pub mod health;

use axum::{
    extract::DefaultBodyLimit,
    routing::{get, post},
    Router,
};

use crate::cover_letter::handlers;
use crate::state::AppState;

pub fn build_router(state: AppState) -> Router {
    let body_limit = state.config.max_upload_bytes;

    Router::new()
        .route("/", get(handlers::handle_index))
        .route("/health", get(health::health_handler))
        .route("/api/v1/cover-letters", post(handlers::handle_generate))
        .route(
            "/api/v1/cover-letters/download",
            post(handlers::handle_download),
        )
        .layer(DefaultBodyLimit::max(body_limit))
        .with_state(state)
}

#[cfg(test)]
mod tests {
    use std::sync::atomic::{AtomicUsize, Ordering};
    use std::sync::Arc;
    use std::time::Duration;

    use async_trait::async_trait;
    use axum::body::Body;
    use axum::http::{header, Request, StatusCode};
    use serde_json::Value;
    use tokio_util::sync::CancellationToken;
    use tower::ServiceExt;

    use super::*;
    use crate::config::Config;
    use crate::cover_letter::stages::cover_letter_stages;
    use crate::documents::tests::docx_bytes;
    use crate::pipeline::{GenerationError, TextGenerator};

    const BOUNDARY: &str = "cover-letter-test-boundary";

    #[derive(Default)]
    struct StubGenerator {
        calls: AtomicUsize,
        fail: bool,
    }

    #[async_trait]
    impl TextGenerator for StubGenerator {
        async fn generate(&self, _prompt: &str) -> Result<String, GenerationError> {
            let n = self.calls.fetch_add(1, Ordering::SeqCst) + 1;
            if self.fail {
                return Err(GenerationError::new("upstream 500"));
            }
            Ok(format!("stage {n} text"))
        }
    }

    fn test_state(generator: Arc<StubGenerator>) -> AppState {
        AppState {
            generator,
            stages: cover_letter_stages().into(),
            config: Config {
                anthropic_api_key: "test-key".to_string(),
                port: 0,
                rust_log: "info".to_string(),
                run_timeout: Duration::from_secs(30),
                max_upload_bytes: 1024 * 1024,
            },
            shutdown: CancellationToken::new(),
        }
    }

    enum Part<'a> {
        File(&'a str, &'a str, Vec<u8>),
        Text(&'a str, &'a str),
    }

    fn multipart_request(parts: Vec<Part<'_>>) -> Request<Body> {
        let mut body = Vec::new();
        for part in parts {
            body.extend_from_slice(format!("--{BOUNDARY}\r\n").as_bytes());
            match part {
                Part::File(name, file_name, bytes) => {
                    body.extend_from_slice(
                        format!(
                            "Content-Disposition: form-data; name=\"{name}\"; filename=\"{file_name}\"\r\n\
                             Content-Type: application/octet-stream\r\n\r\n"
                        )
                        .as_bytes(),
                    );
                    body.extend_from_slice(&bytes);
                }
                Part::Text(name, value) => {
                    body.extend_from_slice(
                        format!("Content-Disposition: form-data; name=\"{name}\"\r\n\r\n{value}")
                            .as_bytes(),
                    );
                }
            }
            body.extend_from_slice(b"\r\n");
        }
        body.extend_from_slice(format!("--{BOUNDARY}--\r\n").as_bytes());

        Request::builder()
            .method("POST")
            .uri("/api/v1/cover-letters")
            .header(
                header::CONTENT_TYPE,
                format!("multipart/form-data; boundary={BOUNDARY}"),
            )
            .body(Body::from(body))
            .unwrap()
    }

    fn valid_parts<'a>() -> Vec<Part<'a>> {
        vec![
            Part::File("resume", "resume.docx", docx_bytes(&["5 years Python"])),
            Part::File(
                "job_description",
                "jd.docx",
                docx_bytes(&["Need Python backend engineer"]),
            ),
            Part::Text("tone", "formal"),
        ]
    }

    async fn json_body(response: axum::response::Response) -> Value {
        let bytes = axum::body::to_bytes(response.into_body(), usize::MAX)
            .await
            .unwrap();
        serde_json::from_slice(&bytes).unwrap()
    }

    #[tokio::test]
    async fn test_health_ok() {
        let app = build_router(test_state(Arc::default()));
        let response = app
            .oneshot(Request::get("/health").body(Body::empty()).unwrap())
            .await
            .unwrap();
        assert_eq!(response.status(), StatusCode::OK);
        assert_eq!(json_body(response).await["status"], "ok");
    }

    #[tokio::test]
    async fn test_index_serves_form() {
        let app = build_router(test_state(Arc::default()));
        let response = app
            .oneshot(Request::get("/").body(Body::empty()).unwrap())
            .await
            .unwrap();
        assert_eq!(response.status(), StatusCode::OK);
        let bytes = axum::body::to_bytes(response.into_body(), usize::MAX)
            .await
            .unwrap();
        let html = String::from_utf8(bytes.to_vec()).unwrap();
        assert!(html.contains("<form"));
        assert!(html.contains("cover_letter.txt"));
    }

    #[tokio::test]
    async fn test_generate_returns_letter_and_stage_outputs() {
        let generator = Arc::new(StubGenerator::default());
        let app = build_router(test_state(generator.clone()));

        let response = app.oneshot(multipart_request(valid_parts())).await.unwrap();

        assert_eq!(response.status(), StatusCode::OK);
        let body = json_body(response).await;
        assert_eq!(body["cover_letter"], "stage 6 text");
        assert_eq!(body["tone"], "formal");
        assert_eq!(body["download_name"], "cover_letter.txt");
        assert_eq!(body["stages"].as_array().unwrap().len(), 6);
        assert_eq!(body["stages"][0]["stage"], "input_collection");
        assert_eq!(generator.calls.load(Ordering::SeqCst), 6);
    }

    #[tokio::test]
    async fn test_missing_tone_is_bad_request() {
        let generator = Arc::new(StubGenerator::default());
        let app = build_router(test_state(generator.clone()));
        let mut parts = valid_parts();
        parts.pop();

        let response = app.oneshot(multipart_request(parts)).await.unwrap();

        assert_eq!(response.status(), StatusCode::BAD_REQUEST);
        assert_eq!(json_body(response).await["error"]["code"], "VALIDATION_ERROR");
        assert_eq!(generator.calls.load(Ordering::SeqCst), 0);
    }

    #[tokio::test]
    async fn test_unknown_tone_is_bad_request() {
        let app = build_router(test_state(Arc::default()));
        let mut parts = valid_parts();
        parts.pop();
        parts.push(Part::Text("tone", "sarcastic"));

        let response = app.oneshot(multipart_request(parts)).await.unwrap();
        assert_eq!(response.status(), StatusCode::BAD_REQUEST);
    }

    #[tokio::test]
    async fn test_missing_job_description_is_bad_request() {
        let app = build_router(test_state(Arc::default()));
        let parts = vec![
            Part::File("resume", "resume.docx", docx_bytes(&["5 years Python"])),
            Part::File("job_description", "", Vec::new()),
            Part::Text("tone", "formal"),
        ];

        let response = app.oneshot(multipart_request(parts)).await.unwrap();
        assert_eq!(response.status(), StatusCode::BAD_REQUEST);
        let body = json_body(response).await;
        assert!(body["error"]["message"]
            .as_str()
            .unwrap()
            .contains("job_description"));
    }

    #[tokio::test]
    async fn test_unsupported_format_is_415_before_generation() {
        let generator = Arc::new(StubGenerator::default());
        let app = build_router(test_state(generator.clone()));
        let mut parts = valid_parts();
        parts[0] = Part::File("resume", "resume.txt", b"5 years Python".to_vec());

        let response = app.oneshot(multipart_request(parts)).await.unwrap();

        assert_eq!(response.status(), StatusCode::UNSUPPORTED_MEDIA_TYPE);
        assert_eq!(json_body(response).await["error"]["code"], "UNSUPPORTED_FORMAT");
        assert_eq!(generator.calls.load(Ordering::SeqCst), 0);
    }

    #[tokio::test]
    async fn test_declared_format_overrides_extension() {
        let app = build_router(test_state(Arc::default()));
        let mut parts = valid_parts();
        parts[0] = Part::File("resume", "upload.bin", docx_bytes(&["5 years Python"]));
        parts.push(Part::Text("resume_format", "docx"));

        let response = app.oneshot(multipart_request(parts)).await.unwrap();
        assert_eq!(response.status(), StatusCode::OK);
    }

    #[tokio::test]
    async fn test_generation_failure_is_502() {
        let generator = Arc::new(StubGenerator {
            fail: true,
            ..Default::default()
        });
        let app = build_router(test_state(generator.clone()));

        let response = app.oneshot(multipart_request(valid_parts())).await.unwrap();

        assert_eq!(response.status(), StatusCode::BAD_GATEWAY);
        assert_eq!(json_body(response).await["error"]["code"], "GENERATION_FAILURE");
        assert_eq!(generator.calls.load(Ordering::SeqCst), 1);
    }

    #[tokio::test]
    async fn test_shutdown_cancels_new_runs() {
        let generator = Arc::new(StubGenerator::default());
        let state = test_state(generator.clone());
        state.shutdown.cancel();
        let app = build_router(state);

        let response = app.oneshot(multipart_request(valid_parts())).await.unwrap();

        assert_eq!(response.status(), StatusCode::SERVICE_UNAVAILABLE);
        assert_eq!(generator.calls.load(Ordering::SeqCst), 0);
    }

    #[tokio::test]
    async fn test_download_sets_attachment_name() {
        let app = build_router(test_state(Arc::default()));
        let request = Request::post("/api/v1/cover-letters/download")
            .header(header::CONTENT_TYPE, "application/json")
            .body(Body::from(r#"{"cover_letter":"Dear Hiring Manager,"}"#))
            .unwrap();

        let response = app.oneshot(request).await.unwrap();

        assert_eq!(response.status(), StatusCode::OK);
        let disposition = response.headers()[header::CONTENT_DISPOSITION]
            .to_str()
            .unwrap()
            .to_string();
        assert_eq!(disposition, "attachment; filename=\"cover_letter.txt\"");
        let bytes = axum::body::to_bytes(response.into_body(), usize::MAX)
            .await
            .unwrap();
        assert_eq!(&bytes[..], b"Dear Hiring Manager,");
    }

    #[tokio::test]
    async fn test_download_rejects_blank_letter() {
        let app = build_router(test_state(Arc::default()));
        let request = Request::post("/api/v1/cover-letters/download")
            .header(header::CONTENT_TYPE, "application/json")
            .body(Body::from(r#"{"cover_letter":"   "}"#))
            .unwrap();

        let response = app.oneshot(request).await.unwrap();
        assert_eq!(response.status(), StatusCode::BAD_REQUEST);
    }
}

☆ ☆ ☆ ☆

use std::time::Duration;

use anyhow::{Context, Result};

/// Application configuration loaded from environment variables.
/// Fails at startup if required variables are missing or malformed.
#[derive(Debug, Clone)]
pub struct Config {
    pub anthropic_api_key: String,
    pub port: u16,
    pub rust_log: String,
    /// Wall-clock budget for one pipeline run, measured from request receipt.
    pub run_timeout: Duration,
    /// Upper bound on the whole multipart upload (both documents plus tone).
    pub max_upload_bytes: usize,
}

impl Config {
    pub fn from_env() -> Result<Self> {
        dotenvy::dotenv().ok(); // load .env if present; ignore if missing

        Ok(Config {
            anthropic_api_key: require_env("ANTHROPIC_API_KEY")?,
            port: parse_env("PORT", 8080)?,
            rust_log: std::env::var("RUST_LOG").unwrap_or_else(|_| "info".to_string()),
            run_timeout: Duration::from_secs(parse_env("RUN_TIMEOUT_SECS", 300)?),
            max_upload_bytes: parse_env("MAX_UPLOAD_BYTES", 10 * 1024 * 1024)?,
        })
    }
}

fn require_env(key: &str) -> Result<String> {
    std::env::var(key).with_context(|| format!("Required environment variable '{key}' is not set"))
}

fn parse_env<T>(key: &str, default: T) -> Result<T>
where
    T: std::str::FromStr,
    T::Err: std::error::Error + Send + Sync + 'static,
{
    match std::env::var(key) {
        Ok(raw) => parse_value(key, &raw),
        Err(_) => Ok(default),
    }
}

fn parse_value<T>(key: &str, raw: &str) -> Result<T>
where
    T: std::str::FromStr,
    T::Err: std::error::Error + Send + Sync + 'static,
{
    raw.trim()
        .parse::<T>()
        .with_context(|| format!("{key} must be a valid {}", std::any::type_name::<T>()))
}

☆ ☆ ☆ ☆

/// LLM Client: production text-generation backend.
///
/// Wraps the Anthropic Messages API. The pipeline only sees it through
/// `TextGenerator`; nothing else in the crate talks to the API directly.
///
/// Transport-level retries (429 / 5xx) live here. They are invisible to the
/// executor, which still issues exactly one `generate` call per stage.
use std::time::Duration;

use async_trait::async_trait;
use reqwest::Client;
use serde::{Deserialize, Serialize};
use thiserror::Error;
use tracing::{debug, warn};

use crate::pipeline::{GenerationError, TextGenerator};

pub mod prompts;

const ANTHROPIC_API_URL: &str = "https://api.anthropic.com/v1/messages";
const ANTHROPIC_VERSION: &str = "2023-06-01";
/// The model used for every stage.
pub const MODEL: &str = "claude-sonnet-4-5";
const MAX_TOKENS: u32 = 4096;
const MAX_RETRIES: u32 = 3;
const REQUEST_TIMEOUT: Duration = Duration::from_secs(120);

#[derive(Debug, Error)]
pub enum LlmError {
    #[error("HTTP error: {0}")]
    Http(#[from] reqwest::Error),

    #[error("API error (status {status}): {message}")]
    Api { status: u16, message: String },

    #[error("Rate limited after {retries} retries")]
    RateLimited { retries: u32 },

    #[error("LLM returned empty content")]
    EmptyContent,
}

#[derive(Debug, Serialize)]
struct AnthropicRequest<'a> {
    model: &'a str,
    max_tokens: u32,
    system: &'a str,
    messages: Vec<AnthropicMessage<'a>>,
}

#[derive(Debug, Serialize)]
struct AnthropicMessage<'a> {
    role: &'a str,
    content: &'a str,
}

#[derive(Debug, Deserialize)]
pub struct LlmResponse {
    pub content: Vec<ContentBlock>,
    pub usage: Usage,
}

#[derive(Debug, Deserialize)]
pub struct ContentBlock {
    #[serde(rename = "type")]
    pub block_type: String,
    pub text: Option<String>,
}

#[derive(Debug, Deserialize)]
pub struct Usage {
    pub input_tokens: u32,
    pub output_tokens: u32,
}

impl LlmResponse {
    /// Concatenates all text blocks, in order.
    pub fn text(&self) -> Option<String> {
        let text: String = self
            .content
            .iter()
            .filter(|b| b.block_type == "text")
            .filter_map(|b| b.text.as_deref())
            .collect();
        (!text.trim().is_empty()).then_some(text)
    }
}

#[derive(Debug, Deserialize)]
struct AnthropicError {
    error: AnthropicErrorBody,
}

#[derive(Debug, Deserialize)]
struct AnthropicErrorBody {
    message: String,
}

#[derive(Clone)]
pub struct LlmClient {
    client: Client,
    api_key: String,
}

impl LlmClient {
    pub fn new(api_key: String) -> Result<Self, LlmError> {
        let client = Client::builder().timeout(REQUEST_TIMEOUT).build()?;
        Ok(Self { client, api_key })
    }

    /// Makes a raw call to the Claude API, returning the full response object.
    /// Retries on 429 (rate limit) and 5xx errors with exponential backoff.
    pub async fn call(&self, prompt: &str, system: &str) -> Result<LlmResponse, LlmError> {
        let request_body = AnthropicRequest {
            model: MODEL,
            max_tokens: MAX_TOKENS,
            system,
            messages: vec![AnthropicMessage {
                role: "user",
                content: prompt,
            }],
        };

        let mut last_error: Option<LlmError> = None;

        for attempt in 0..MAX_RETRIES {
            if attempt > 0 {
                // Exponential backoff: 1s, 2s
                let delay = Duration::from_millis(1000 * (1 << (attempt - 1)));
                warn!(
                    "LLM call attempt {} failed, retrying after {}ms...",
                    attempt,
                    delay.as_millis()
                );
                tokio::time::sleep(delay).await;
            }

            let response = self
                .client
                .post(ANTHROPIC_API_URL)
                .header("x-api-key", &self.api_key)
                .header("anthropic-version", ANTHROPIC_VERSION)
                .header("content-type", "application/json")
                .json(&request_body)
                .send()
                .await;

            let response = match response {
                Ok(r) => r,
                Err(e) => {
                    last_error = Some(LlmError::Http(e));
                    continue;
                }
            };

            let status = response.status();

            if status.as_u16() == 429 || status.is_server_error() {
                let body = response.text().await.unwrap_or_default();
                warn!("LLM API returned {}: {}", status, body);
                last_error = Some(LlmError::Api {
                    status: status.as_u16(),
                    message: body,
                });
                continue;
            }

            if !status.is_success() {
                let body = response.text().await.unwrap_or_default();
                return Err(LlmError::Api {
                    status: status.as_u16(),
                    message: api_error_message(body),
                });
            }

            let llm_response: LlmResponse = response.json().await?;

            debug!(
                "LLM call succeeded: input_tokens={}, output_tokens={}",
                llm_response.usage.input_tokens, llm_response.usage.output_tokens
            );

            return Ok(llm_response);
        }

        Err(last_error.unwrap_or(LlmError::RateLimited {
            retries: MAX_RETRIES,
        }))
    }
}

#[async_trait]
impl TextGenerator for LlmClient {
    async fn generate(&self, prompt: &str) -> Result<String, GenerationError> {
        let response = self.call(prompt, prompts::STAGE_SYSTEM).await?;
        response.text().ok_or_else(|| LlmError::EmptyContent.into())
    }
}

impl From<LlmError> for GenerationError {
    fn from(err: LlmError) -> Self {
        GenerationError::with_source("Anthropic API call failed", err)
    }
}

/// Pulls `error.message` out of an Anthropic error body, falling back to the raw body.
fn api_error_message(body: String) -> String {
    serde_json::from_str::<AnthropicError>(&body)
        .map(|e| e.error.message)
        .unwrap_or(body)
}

☆ ☆ ☆ ☆

— What you should do —
Once you find the string "handlers" in a line of the records, copy that line.

— Answer section —
use crate::cover_letter::handlers;
        .route("/", get(handlers::handle_index))
        .route("/api/v1/cover-letters", post(handlers::handle_generate))
            post(handlers::handle_download),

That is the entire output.